■ Exercise inputs
#[test]
fn restore_keeps_install_content_named_like_the_extras_dir() {
    let ws = TestWorkspace::new();
    let external = ws.outside("home/.claude.json");
    write_tree(&ws.outside("home"), &[(".claude.json", "v1")]);
    ws.register_cli_with_extras(
        "Claude",
        &[("_additionalFiles/keep.txt", "mine"), ("a.txt", "a")],
        vec![AdditionalPath::new("json", &external)],
    );
    ws.create_project("demo", &["Claude"]);
    let engine = engine(&ws);
    let ts = engine.create_snapshot("demo", &[], None).unwrap();
    fs::remove_dir_all(ws.install_dir("Claude").join("_additionalFiles")).unwrap();
    fs::write(&external, "v2").unwrap();

    let report = engine.restore_from_snapshot("demo", &ts, None).unwrap();

    assert!(report.is_success());
    let tree = read_tree(&ws.install_dir("Claude"));
    assert_eq!(paths(&tree), vec!["_additionalFiles/keep.txt", "a.txt"]);
    assert_eq!(fs::read_to_string(&external).unwrap(), "v1");
}

#[test]
fn partial_snapshot_needs_a_cli_and_writes_nothing() {
    let ws = TestWorkspace::new();
    ws.register_cli("Claude", &[("a.txt", "a")]);
    ws.register_cli("Codex", &[("b.txt", "b")]);
    ws.create_project("demo", &["Claude", "Codex"]);
    let engine = engine(&ws);
    let ts = engine
        .create_snapshot("demo", &["Claude".to_string()], None)
        .unwrap();
    fs::write(ws.install_dir("Claude").join("a.txt"), "changed").unwrap();
    let before = tree_digest(&ws.install_dir("Claude"));

    let err = engine.restore_from_snapshot("demo", &ts, None).unwrap_err();

    assert!(matches!(err, Error::PartialRestore { .. }));
    assert_eq!(tree_digest(&ws.install_dir("Claude")), before);

    let report = engine.restore_from_snapshot("demo", &ts, Some("Claude")).unwrap();
    assert!(report.is_success());
    assert_eq!(fs::read_to_string(ws.install_dir("Claude").join("a.txt")).unwrap(), "a");
}

#[test]
fn full_restore_reports_each_cli_independently() {
    let ws = TestWorkspace::new();
    ws.register_cli("Claude", &[("a.txt", "a")]);
    ws.register_cli("Codex", &[("b.txt", "b")]);
    ws.create_project("demo", &["Claude", "Codex"]);
    let engine = engine(&ws);
    let ts = engine.create_snapshot("demo", &[], None).unwrap();

    // Claude's copy vanishes from the snapshot; Codex must still restore.
    fs::remove_dir_all(engine.snapshots().snapshot_path("demo", &ts).join("Claude")).unwrap();
    fs::write(ws.install_dir("Claude").join("a.txt"), "edited").unwrap();
    fs::write(ws.install_dir("Codex").join("b.txt"), "edited").unwrap();

    let report = engine.restore_from_snapshot("demo", &ts, None).unwrap();

    assert_eq!(report.restored, vec!["Codex".to_string()]);
    assert_eq!(report.failures.len(), 1);
    assert_eq!(report.failures[0].cli, "Claude");
    assert_eq!(fs::read_to_string(ws.install_dir("Codex").join("b.txt")).unwrap(), "b");
    assert_eq!(
        fs::read_to_string(ws.install_dir("Claude").join("a.txt")).unwrap(),
        "edited",
        "a CLI missing from the snapshot is left alone"
    );
}

#[test]
fn restore_unknown_snapshot_is_not_found() {
    let ws = single_cli(&[], &[]);

    let err = engine(&ws)
        .restore_from_snapshot("demo", "20990101000000000", None)
        .unwrap_err();

    assert_eq!(err.kind(), ErrorKind::NotFound);
}

#[test]
fn manual_backups_are_retained_five_deep() {
    let ws = single_cli(&[], &[("a.txt", "a")]);
    let engine = engine(&ws);

    let stamps: Vec<String> = (0..6)
        .map(|i| {
            let note = format!("#{i}");
            engine.create_snapshot("demo", &[], Some(note.as_str())).unwrap()
        })
        .collect();

    let listed = engine.list_snapshots("demo").unwrap();
    assert_eq!(listed.len(), 5);
    assert!(listed.iter().all(|m| m.timestamp != stamps[0]));
    assert_eq!(listed[0].notes, "#5");

    engine.delete_snapshot("demo", &stamps[5]).unwrap();
    assert_eq!(engine.list_snapshots("demo").unwrap().len(), 4);
}

#[test]
fn concurrent_operation_on_a_project_is_busy() {
    let ws = single_cli(&[], &[("a.txt", "a")]);
    let engine = engine(&ws);
    let _held = ProjectLock::acquire(ws.layout(), "demo").unwrap();

    let err = engine.import_from_install("demo", "Claude", false).unwrap_err();

    assert_eq!(err.kind(), ErrorKind::Busy);
    assert!(engine.create_snapshot("demo", &[], None).is_err());
}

■ Work to be completed
Filter the data for the string "listed". Copy each matching line.

■ Expected output
    let listed = engine.list_snapshots("demo").unwrap();
    assert_eq!(listed.len(), 5);
    assert!(listed.iter().all(|m| m.timestamp != stamps[0]));
    assert_eq!(listed[0].notes, "#5");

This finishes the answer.